**ENTRIES SUPPLIED**.
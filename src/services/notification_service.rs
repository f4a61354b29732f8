// src/services/notification_service.rs
use async_trait::async_trait;
use std::sync::Arc;
use thiserror::Error;
use tracing;

use crate::{
    models::{messages::ServerEvent, ride::Ride},
    services::connection_registry::ConnectionRegistry,
};

#[derive(Debug, Error)]
pub enum DeliveryError {
    #[error("no live connection for {0}")]
    NotConnected(String),

    #[error("connection closed for {0}")]
    ConnectionClosed(String),
}

#[derive(Debug, Clone, PartialEq, Eq)]
pub enum NotifyTarget {
    /// The rider waiting on a ride.
    Rider(String),
    Driver(String),
}

impl std::fmt::Display for NotifyTarget {
    fn fmt(&self, f: &mut std::fmt::Formatter<'_>) -> std::fmt::Result {
        match self {
            NotifyTarget::Rider(ride_id) => write!(f, "rider of ride {}", ride_id),
            NotifyTarget::Driver(driver_id) => write!(f, "driver {}", driver_id),
        }
    }
}

#[async_trait]
pub trait Notifier: Send + Sync {
    async fn deliver(&self, target: NotifyTarget, event: ServerEvent) -> Result<(), DeliveryError>;

    /// Best-effort delivery: failures are logged, never returned.
    async fn notify(&self, target: NotifyTarget, event: ServerEvent) {
        let name = event.name();
        if let Err(e) = self.deliver(target.clone(), event).await {
            tracing::debug!("Dropped {} for {}: {}", name, target, e);
        }
    }

    async fn notify_rider(&self, ride: &Ride, message: &str) {
        self.notify(
            NotifyTarget::Rider(ride.id.clone()),
            ServerEvent::ride_update(ride, message),
        )
        .await;
    }
}

/// Delivers over the realtime sockets tracked by the registry.
pub struct SocketNotifier {
    registry: Arc<ConnectionRegistry>,
}

impl SocketNotifier {
    pub fn new(registry: Arc<ConnectionRegistry>) -> Self {
        Self { registry }
    }
}

#[async_trait]
impl Notifier for SocketNotifier {
    async fn deliver(&self, target: NotifyTarget, event: ServerEvent) -> Result<(), DeliveryError> {
        let handle = match &target {
            NotifyTarget::Rider(ride_id) => self.registry.rider_connection(ride_id),
            NotifyTarget::Driver(driver_id) => self.registry.driver_connection(driver_id),
        }
        .ok_or_else(|| DeliveryError::NotConnected(target.to_string()))?;

        tracing::debug!("Sending {} to {}", event.name(), target);
        handle
            .send(event)
            .map_err(|_| DeliveryError::ConnectionClosed(target.to_string()))
    }
}
// src/services/store/mod.rs
// Ride and driver persistence consumed by the dispatch core.
use async_trait::async_trait;

use crate::{
    errors::DispatchResult,
    models::{
        driver::{Driver, DriverFilter, DriverPatch},
        ride::{NewRide, Ride},
    },
};

pub mod memory;
pub mod redis_store;

pub use memory::InMemoryStore;
pub use redis_store::RedisStore;

#[async_trait]
pub trait RideStore: Send + Sync {
    async fn create_ride(&self, request: NewRide) -> DispatchResult<Ride>;
    async fn find_ride(&self, ride_id: &str) -> DispatchResult<Option<Ride>>;
    /// Full-record overwrite; saving the same ride twice is harmless.
    async fn save_ride(&self, ride: &Ride) -> DispatchResult<()>;
}

#[async_trait]
pub trait DriverStore: Send + Sync {
    async fn find_driver(&self, driver_id: &str) -> DispatchResult<Option<Driver>>;
    async fn upsert_driver(&self, driver: Driver) -> DispatchResult<()>;
    /// Applies the patch atomically; `None` when the driver does not exist.
    async fn update_driver(&self, driver_id: &str, patch: DriverPatch) -> DispatchResult<Option<Driver>>;
    /// Matching drivers ordered by registration time.
    async fn find_eligible_drivers(&self, filter: &DriverFilter) -> DispatchResult<Vec<Driver>>;
    /// Compare-and-set: flips `available` to false and records `ride_id` as
    /// the holder, only if the driver is currently eligible. Returns whether
    /// this caller won the driver.
    async fn claim_driver(&self, driver_id: &str, ride_id: &str) -> DispatchResult<bool>;
    /// Drops the hold `ride_id` has on the driver and makes them available
    /// again unless they went offline. A hold by another ride is left alone.
    async fn release_driver(&self, driver_id: &str, ride_id: &str) -> DispatchResult<()>;
}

**EXERCISE OBJECTIVE**. Write the listing out again, exactly as it reads.

**SOLUTION**.
filename src/services/notification_service.rs
repository f4a61354b29732f8
// src/services/notification_service.rs
use async_trait::async_trait;
use std::sync::Arc;
use thiserror::Error;
use tracing;

use crate::{
    models::{messages::ServerEvent, ride::Ride},
    services::connection_registry::ConnectionRegistry,
};

#[derive(Debug, Error)]
pub enum DeliveryError {
    #[error("no live connection for {0}")]
    NotConnected(String),

    #[error("connection closed for {0}")]
    ConnectionClosed(String),
}

#[derive(Debug, Clone, PartialEq, Eq)]
pub enum NotifyTarget {
    /// The rider waiting on a ride.
    Rider(String),
    Driver(String),
}

impl std::fmt::Display for NotifyTarget {
    fn fmt(&self, f: &mut std::fmt::Formatter<'_>) -> std::fmt::Result {
        match self {
            NotifyTarget::Rider(ride_id) => write!(f, "rider of ride {}", ride_id),
            NotifyTarget::Driver(driver_id) => write!(f, "driver {}", driver_id),
        }
    }
}

#[async_trait]
pub trait Notifier: Send + Sync {
    async fn deliver(&self, target: NotifyTarget, event: ServerEvent) -> Result<(), DeliveryError>;

    /// Best-effort delivery: failures are logged, never returned.
    async fn notify(&self, target: NotifyTarget, event: ServerEvent) {
        let name = event.name();
        if let Err(e) = self.deliver(target.clone(), event).await {
            tracing::debug!("Dropped {} for {}: {}", name, target, e);
        }
    }

    async fn notify_rider(&self, ride: &Ride, message: &str) {
        self.notify(
            NotifyTarget::Rider(ride.id.clone()),
            ServerEvent::ride_update(ride, message),
        )
        .await;
    }
}

/// Delivers over the realtime sockets tracked by the registry.
pub struct SocketNotifier {
    registry: Arc<ConnectionRegistry>,
}

impl SocketNotifier {
    pub fn new(registry: Arc<ConnectionRegistry>) -> Self {
        Self { registry }
    }
}

#[async_trait]
impl Notifier for SocketNotifier {
    async fn deliver(&self, target: NotifyTarget, event: ServerEvent) -> Result<(), DeliveryError> {
        let handle = match &target {
            NotifyTarget::Rider(ride_id) => self.registry.rider_connection(ride_id),
            NotifyTarget::Driver(driver_id) => self.registry.driver_connection(driver_id),
        }
        .ok_or_else(|| DeliveryError::NotConnected(target.to_string()))?;

        tracing::debug!("Sending {} to {}", event.name(), target);
        handle
            .send(event)
            .map_err(|_| DeliveryError::ConnectionClosed(target.to_string()))
    }
}
// src/services/store/mod.rs
// Ride and driver persistence consumed by the dispatch core.
use async_trait::async_trait;

use crate::{
    errors::DispatchResult,
    models::{
        driver::{Driver, DriverFilter, DriverPatch},
        ride::{NewRide, Ride},
    },
};

pub mod memory;
pub mod redis_store;

pub use memory::InMemoryStore;
pub use redis_store::RedisStore;

#[async_trait]
pub trait RideStore: Send + Sync {
    async fn create_ride(&self, request: NewRide) -> DispatchResult<Ride>;
    async fn find_ride(&self, ride_id: &str) -> DispatchResult<Option<Ride>>;
    /// Full-record overwrite; saving the same ride twice is harmless.
    async fn save_ride(&self, ride: &Ride) -> DispatchResult<()>;
}

#[async_trait]
pub trait DriverStore: Send + Sync {
    async fn find_driver(&self, driver_id: &str) -> DispatchResult<Option<Driver>>;
    async fn upsert_driver(&self, driver: Driver) -> DispatchResult<()>;
    /// Applies the patch atomically; `None` when the driver does not exist.
    async fn update_driver(&self, driver_id: &str, patch: DriverPatch) -> DispatchResult<Option<Driver>>;
    /// Matching drivers ordered by registration time.
    async fn find_eligible_drivers(&self, filter: &DriverFilter) -> DispatchResult<Vec<Driver>>;
    /// Compare-and-set: flips `available` to false and records `ride_id` as
    /// the holder, only if the driver is currently eligible. Returns whether
    /// this caller won the driver.
    async fn claim_driver(&self, driver_id: &str, ride_id: &str) -> DispatchResult<bool>;
    /// Drops the hold `ride_id` has on the driver and makes them available
    /// again unless they went offline. A hold by another ride is left alone.
    async fn release_driver(&self, driver_id: &str, ride_id: &str) -> DispatchResult<()>;
}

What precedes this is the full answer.